* Task: The lines to find are those in the entries that hold the word "collaborators"; copy every one of them.

Collection entries:
####################
//! 结构剂量表
//!
//! 对每个非标记点、DVH体积大于0的结构，组合外部DVH结果、ROI分类和表面积。

use crate::collaborators::{Collaborators, RegionCategorizer};
use crate::plan_summary::physician_of;
use rtx_core::{RegionDoseRecord, Result};
use rtx_dicom::{DocumentSet, Region};
use tracing::{debug, info, warn};

const ITV_PREFIX: &str = "itv";
const ITV_TYPE: &str = "ITV";

/// 结构名称清洗：小写、去除首尾空白，`'` 替换为 `` ` ``，`_` 替换为空格
pub fn clean_name(name: &str) -> String {
    name.to_lowercase()
        .trim()
        .replace('\'', "`")
        .replace('_', " ")
}

/// 机构类别与医生类别
#[derive(Debug, Clone, PartialEq, Eq)]
pub struct RegionCategories {
    pub institutional: String,
    pub physician: String,
}

/// 按医生与清洗后的名称解析结构类别
pub fn categorize(
    categorizer: &dyn RegionCategorizer,
    physician: Option<&str>,
    name: &str,
) -> Result<RegionCategories> {
    let uncategorized = categorizer.uncategorized_label().to_string();

    if !categorizer.is_known_region(name) {
        return Ok(RegionCategories {
            institutional: uncategorized.clone(),
            physician: uncategorized,
        });
    }

    match physician.filter(|p| categorizer.is_known_physician(p)) {
        Some(physician) => {
            let physician_region = categorizer.physician_region(physician, name)?;
            let institutional = categorizer.institutional_region(physician, &physician_region)?;
            Ok(RegionCategories {
                institutional,
                physician: physician_region,
            })
        }
        None => {
            let institutional = if categorizer.is_institutional_region(name) {
                name.to_string()
            } else {
                uncategorized.clone()
            };
            Ok(RegionCategories {
                institutional,
                physician: uncategorized,
            })
        }
    }
}

/// 提取结构剂量表
pub fn extract_region_doses(
    documents: &DocumentSet,
    regions: &[Region],
    collaborators: &Collaborators<'_>,
) -> Result<Vec<RegionDoseRecord>> {
    let identity = documents.identity();
    let physician = physician_of(documents.structure());

    let mut records = Vec::new();
    for region in regions {
        if region.is_marker() {
            debug!("跳过标记点: {}", region.name);
            continue;
        }

        let dvh = collaborators
            .dvh
            .calculate(documents.structure(), documents.dose(), region.number)?;
        if dvh.volume <= 0.0 {
            debug!("跳过体积为 {} 的结构: {}", dvh.volume, region.name);
            continue;
        }

        let roi_name = clean_name(&region.name);
        let categories = categorize(collaborators.categorizer, physician.as_deref(), &roi_name)?;

        let roi_type = if roi_name.starts_with(ITV_PREFIX) {
            Some(ITV_TYPE.to_string())
        } else {
            region.roi_type.clone()
        };

        let surface_area = match collaborators.surface_area.surface_area(&region.planes) {
            Ok(area) => Some(area),
            Err(e) => {
                warn!(
                    "表面积计算失败: ROI {} ({}): {}",
                    region.number, region.name, e
                );
                None
            }
        };

        records.push(RegionDoseRecord {
            patient_id: identity.patient_id.clone(),
            study_instance_uid: identity.study_instance_uid.clone(),
            institutional_roi: categories.institutional,
            physician_roi: categories.physician,
            roi_name,
            roi_type,
            volume: dvh.volume,
            min_dose: dvh.min,
            mean_dose: dvh.mean,
            max_dose: dvh.max,
            dvh_str: format_counts(&dvh.counts),
            roi_coord_str: region.coord_string(),
            surface_area,
        });
    }

    info!("结构剂量表: {} 个结构", records.len());
    Ok(records)
}

/// DVH计数按两位小数逗号连接
fn format_counts(counts: &[f64]) -> String {
    counts
        .iter()
        .map(|c| format!("{:.2}", c))
        .collect::<Vec<_>>()
        .join(",")
}

#[cfg(test)]
mod tests {
    use super::*;
    use crate::roi_map::RoiNameMap;

    const MAP: &str = r#"
        institutional_rois = ["brainstem", "spinal cord", "parotid l"]

        [physicians.SMITH.rois."spinal cord"]
        institutional = "spinal cord"
        variations = ["cord", "spinal_cord"]

        [physicians.SMITH.rois."brainstem"]
        institutional = "brainstem"
        variations = ["bs", "brain stem"]
    "#;

    #[test]
    fn test_clean_name() {
        assert_eq!(clean_name("  Spinal_Cord "), "spinal cord");
        assert_eq!(clean_name("Pt's Lung"), "pt`s lung");
    }

    #[test]
    fn test_categorize_known_physician() {
        let map = RoiNameMap::from_toml_str(MAP).unwrap();
        let categories = categorize(&map, Some("SMITH"), "cord").unwrap();
        assert_eq!(categories.physician, "spinal cord");
        assert_eq!(categories.institutional, "spinal cord");
    }

    #[test]
    fn test_categorize_unknown_physician_uses_institutional_name() {
        let map = RoiNameMap::from_toml_str(MAP).unwrap();

        let categories = categorize(&map, Some("JONES"), "brainstem").unwrap();
        assert_eq!(categories.institutional, "brainstem");
        assert_eq!(categories.physician, "uncategorized");

        let categories = categorize(&map, None, "bs").unwrap();
        assert_eq!(categories.institutional, "uncategorized");
        assert_eq!(categories.physician, "uncategorized");
    }

    #[test]
    fn test_categorize_unknown_region() {
        let map = RoiNameMap::from_toml_str(MAP).unwrap();
        let categories = categorize(&map, Some("SMITH"), "gtv nodes").unwrap();
        assert_eq!(categories.institutional, "uncategorized");
        assert_eq!(categories.physician, "uncategorized");
    }

    #[test]
    fn test_format_counts() {
        assert_eq!(format_counts(&[100.0, 99.5, 0.126]), "100.00,99.50,0.13");
        assert_eq!(format_counts(&[]), "");
    }
}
####################
* Answer to the problem:
use crate::collaborators::{Collaborators, RegionCategorizer};
    collaborators: &Collaborators<'_>,
        let dvh = collaborators
        let categories = categorize(collaborators.categorizer, physician.as_deref(), &roi_name)?;
        let surface_area = match collaborators.surface_area.surface_area(&region.planes) {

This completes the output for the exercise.